Les experts consultés répondent oui... du bout des lèvres. «Level ne débarque pas de nulle part: il fait partie d'un groupe qui inclut Iberia, Air Lingus et British, remarque Jacques Roy, professeur à HEC Montréal. Mais ils n'ont pas très bien agi pour une entreprise qui veut continuer ses activités. Moi, j'y penserais deux fois avant de réserver, j'attendrais d'avoir l'assurance qu'ils peuvent bien fonctionner.» Un été de plus, par exemple. John Gradek, coordonnateur du programme d'aviation de l'Université McGill, rappelle que les problèmes de Level n'étaient pas limités à Montréal: des vols ont aussi été annulés en France et aux États-Unis. De plus, les passagers ont eu droit à un remboursement du billet, sans systématiquement recevoir d'indemnité supplémentaire pour les désagréments. «Ce n'est pas une situation idéale», dit M. Gradek.

Voyager sur les ailes de Level, est-ce vraiment moins cher?

Oui... et non: tout dépend des options retenues. Par exemple, un vol «nu» (sans sélection de siège, sans repas ni bagage en soute) entre Montréal et Paris, du 7 au 18 mai à bord de Level, coûte 497,07 $, contre 670,94 $ pour Air Transat (avec un repas). En revanche, l'écart se rétrécit dès que l'on ajoute un repas - le vol dure 6 h 50 min -, que l'on réserve son siège et que l'on ajoute un bagage: 795,18 $ avec Level, contre 780,85 $ sur Air Transat, 821,03 $ sur Air Canada (sans sélection de siège), 881,03 $ sur Air France... et 903 $ avec WOW (sans repas et avec une escale en Islande). Pour profiter des bas prix d'un transporteur au rabais, «il faut voyager léger, sans les suppléments non nécessaires [comme la sélection de siège et les repas], sinon il est possible que ce ne soit pas moins cher», remarque Andrew D'amours, de Flytrippers, qui a pris plus d'une centaine de vols au rabais et n'hésiterait pas à voler avec Level. «Tout dépend des priorités des voyageurs : que voyager ne soit pas cher, ou que voyager soit pratique.»

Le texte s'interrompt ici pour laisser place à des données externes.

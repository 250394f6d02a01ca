//! Codec for the messages exchanged after a successful handshake.
//!
//! All of them take the form `<length prefix><message id><payload>`. The
//! length prefix is a four byte big-endian value counting everything that
//! follows it, the message id is a single byte. A length prefix of zero
//! with no id byte is a keep-alive.

use bytes::{Buf, BufMut, BytesMut};
use tokio::io;
use tokio_util::codec::{Decoder, Encoder};
use tracing::warn;

use crate::{
    bitfield::Bitfield,
    error::Error,
    wire::{Block, BlockInfo},
};

/// Messages of the peer wire protocol.
#[derive(Debug, Clone, PartialEq)]
pub enum Message {
    KeepAlive,
    Choke,
    Unchoke,
    Interested,
    NotInterested,
    /// The peer announces it downloaded a new piece.
    Have(usize),
    /// Only ever sent as the first message after the handshake: which
    /// pieces the sender has, one bit per piece, byte 0 holding indices
    /// 0-7 from most to least significant bit.
    Bitfield(Bitfield),
    Request(BlockInfo),
    Piece(Block),
    Cancel(BlockInfo),
}

/// The IDs of the [`Message`]s.
#[repr(u8)]
#[derive(Copy, Clone, Debug, PartialEq)]
pub enum MessageId {
    Choke = 0,
    Unchoke = 1,
    Interested = 2,
    NotInterested = 3,
    Have = 4,
    Bitfield = 5,
    Request = 6,
    Piece = 7,
    Cancel = 8,
}

impl TryFrom<u8> for MessageId {
    type Error = io::Error;

    fn try_from(k: u8) -> Result<Self, Self::Error> {
        use MessageId::*;
        match k {
            k if k == Choke as u8 => Ok(Choke),
            k if k == Unchoke as u8 => Ok(Unchoke),
            k if k == Interested as u8 => Ok(Interested),
            k if k == NotInterested as u8 => Ok(NotInterested),
            k if k == Have as u8 => Ok(Have),
            k if k == Bitfield as u8 => Ok(Bitfield),
            k if k == Request as u8 => Ok(Request),
            k if k == Piece as u8 => Ok(Piece),
            k if k == Cancel as u8 => Ok(Cancel),
            _ => Err(io::Error::new(
                io::ErrorKind::InvalidInput,
                "Unknown message id",
            )),
        }
    }
}

#[derive(Debug, Clone)]
pub struct PeerCodec;

impl Encoder<Message> for PeerCodec {
    type Error = Error;

    fn encode(
        &mut self,
        item: Message,
        buf: &mut BytesMut,
    ) -> Result<(), Self::Error> {
        match item {
            Message::KeepAlive => {
                buf.put_u32(0);
            }
            Message::Choke => {
                buf.put_u32(1);
                buf.put_u8(MessageId::Choke as u8);
            }
            Message::Unchoke => {
                buf.put_u32(1);
                buf.put_u8(MessageId::Unchoke as u8);
            }
            Message::Interested => {
                buf.put_u32(1);
                buf.put_u8(MessageId::Interested as u8);
            }
            Message::NotInterested => {
                buf.put_u32(1);
                buf.put_u8(MessageId::NotInterested as u8);
            }
            // <len=0005><id=4><piece index>
            Message::Have(piece_index) => {
                buf.put_u32(1 + 4);
                buf.put_u8(MessageId::Have as u8);
                let piece_index = piece_index.try_into().map_err(|e| {
                    io::Error::new(io::ErrorKind::InvalidInput, e)
                })?;
                buf.put_u32(piece_index);
            }
            // <len=0001+X><id=5><bitfield>
            Message::Bitfield(bitfield) => {
                let v = bitfield.into_vec();
                buf.put_u32(1 + v.len() as u32);
                buf.put_u8(MessageId::Bitfield as u8);
                buf.extend_from_slice(&v);
            }
            // <len=0013><id=6><index><begin><length>
            Message::Request(block_info) => {
                buf.put_u32(1 + 4 + 4 + 4);
                buf.put_u8(MessageId::Request as u8);
                block_info.encode(buf)?;
            }
            // <len=0009+X><id=7><index><begin><block>
            Message::Piece(block) => {
                buf.put_u32(1 + 4 + 4 + block.block.len() as u32);
                buf.put_u8(MessageId::Piece as u8);
                block.encode(buf)?;
            }
            // <len=0013><id=8><index><begin><length>
            Message::Cancel(block_info) => {
                buf.put_u32(1 + 4 + 4 + 4);
                buf.put_u8(MessageId::Cancel as u8);
                block_info.encode(buf)?;
            }
        }
        Ok(())
    }
}

impl Decoder for PeerCodec {
    type Item = Message;
    type Error = Error;

    fn decode(
        &mut self,
        buf: &mut BytesMut,
    ) -> Result<Option<Self::Item>, Self::Error> {
        // the message length header must be present at the minimum,
        // otherwise we can't determine the message type
        if buf.len() < 4 {
            return Ok(None);
        }

        // peek at the length prefix without consuming
        let size =
            u32::from_be_bytes([buf[0], buf[1], buf[2], buf[3]]) as usize;

        if size == 0 {
            buf.advance(4);
            return Ok(Some(Message::KeepAlive));
        }

        // a message larger than the MTU arrives split over many packets;
        // don't advance the cursor until the buffer holds all of it
        if buf.len() < 4 + size {
            if buf.capacity() < size + 4 {
                buf.reserve((size + 4) - buf.capacity());
            }
            return Ok(None);
        }

        buf.advance(4);
        let msg_id = buf.get_u8();

        let Ok(msg_id) = MessageId::try_from(msg_id) else {
            // unknown message id, skip the segment
            warn!("unknown message_id {msg_id:?}");
            buf.advance(size - 1);
            return Ok(None);
        };

        let msg = match msg_id {
            MessageId::Choke => Message::Choke,
            MessageId::Unchoke => Message::Unchoke,
            MessageId::Interested => Message::Interested,
            MessageId::NotInterested => Message::NotInterested,
            MessageId::Have => {
                if size < 1 + 4 {
                    return Err(Error::MessageResponse);
                }
                Message::Have(buf.get_u32() as usize)
            }
            MessageId::Bitfield => {
                let bytes = buf.copy_to_bytes(size - 1).to_vec();
                Message::Bitfield(Bitfield::from_vec(bytes))
            }
            MessageId::Request => {
                if size < 1 + 4 + 4 + 4 {
                    return Err(Error::MessageResponse);
                }
                let index = buf.get_u32();
                let begin = buf.get_u32();
                let len = buf.get_u32();
                Message::Request(BlockInfo { index, begin, len })
            }
            MessageId::Piece => {
                if size < 1 + 4 + 4 {
                    return Err(Error::MessageResponse);
                }
                let index = buf.get_u32() as usize;
                let begin = buf.get_u32();

                // size minus msg_id, index and begin
                let block = buf.copy_to_bytes(size - 9).to_vec();

                Message::Piece(Block { index, begin, block })
            }
            MessageId::Cancel => {
                if size < 1 + 4 + 4 + 4 {
                    return Err(Error::MessageResponse);
                }
                let index = buf.get_u32();
                let begin = buf.get_u32();
                let len = buf.get_u32();
                Message::Cancel(BlockInfo { index, begin, len })
            }
        };

        Ok(Some(msg))
    }
}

Comment se protéger en cas d'annulation?

D'abord, en payant son billet avec une carte de crédit qui offre une couverture adaptée pour ce genre d'événement, dit Andrew D'Amours. Ou alors, en réservant son billet auprès d'une agence de voyages, ce qui donne accès au Fonds d'indemnisation des clients d'agents de voyages (les nuitées d'hôtel manquées pourraient alors aussi être remboursées). Les indemnités de base versées dépendent du port d'embarquement. La nouvelle charte des voyageurs (loi C-49), présentée à Ottawa en décembre dernier, devrait entrer en vigueur à l'été et s'appliquera à tous les voyages faits ultérieurement. En cas de retard ou d'annulation de vol, les indemnités varieront de 400 $ à 1000 $ pour les grandes compagnies aériennes et de 125 $ à 500 $ pour les petites, dans les rangs desquelles sont classés plusieurs transporteurs au rabais comme Level.

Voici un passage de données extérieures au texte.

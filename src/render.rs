//! Result display: a pure function of [`SubmissionState`].
//!
//! Nothing is drawn while idle or pending. Otherwise the panel is:
//!
//! ```text
//! Model Used: led-billsum      (only when the result names a model)
//! Summary                      (or "Error")
//! <text, verbatim>
//! ```

use crate::session::SubmissionState;

/// Shown by hosts on the submit control while a request is in flight.
pub const PENDING_MESSAGE: &str = "Summarizing… Please wait";

/// Shown by hosts next to the progress indicator.
pub const PENDING_DETAIL: &str = "Your document is being analyzed and summarized…";

/// Colour scheme for the result panel.
#[derive(Debug, Clone, Copy, PartialEq, Eq, Default)]
pub enum Palette {
    /// No escape codes.
    #[default]
    Plain,
    /// ANSI colours: green for success, red for errors.
    Ansi,
}

impl Palette {
    fn paint(self, code: &str, s: &str) -> String {
        match self {
            Palette::Plain => s.to_string(),
            Palette::Ansi => format!("\x1b[{code}m{s}\x1b[0m"),
        }
    }

    fn title(self, s: &str, is_error: bool) -> String {
        self.paint(if is_error { "1;31" } else { "1;32" }, s)
    }

    fn label(self, s: &str, is_error: bool) -> String {
        self.paint(if is_error { "31" } else { "32" }, s)
    }
}

/// Render the result panel, or `None` when there is nothing to show.
///
/// The summary text is emitted exactly as received.
pub fn render_result(state: &SubmissionState, palette: Palette) -> Option<String> {
    let text = state.message()?;
    let is_error = state.is_error();

    let mut out = String::new();
    if let Some(model) = state.model() {
        out.push_str(&palette.label(&format!("Model Used: {model}"), is_error));
        out.push('\n');
    }
    out.push_str(&palette.title(if is_error { "Error" } else { "Summary" }, is_error));
    out.push('\n');
    out.push_str(text);
    Some(out)
}

/// Machine-readable form of the state.
pub fn render_json(state: &SubmissionState) -> serde_json::Result<String> {
    serde_json::to_string_pretty(state)
}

Le modèle au rabais est-il viable?

Oui, répond sans hésiter John Gradek. Des transporteurs comme Ryanair, Easyjet ou Southwest, ce dernier actif depuis 1971, ont démontré que le modèle «low cost» est viable. Mais le secret de leur longévité tient dans le fait qu'ils s'en tiennent à des distances relativement courtes, en évitant notamment les vols transatlantiques. «Ça va bien dans les trajets à courte et moyenne durée. Après, ça devient plus difficile d'être rentable», remarque John Gradek. «Tout coûte plus cher pour les vols de longue durée», confirme Jacques Roy. Southwest, qui est l'un des transporteurs affichant la meilleure santé financière, ne vole pas hors des États-Unis et n'a lancé que récemment ses premiers vols vers Hawaii.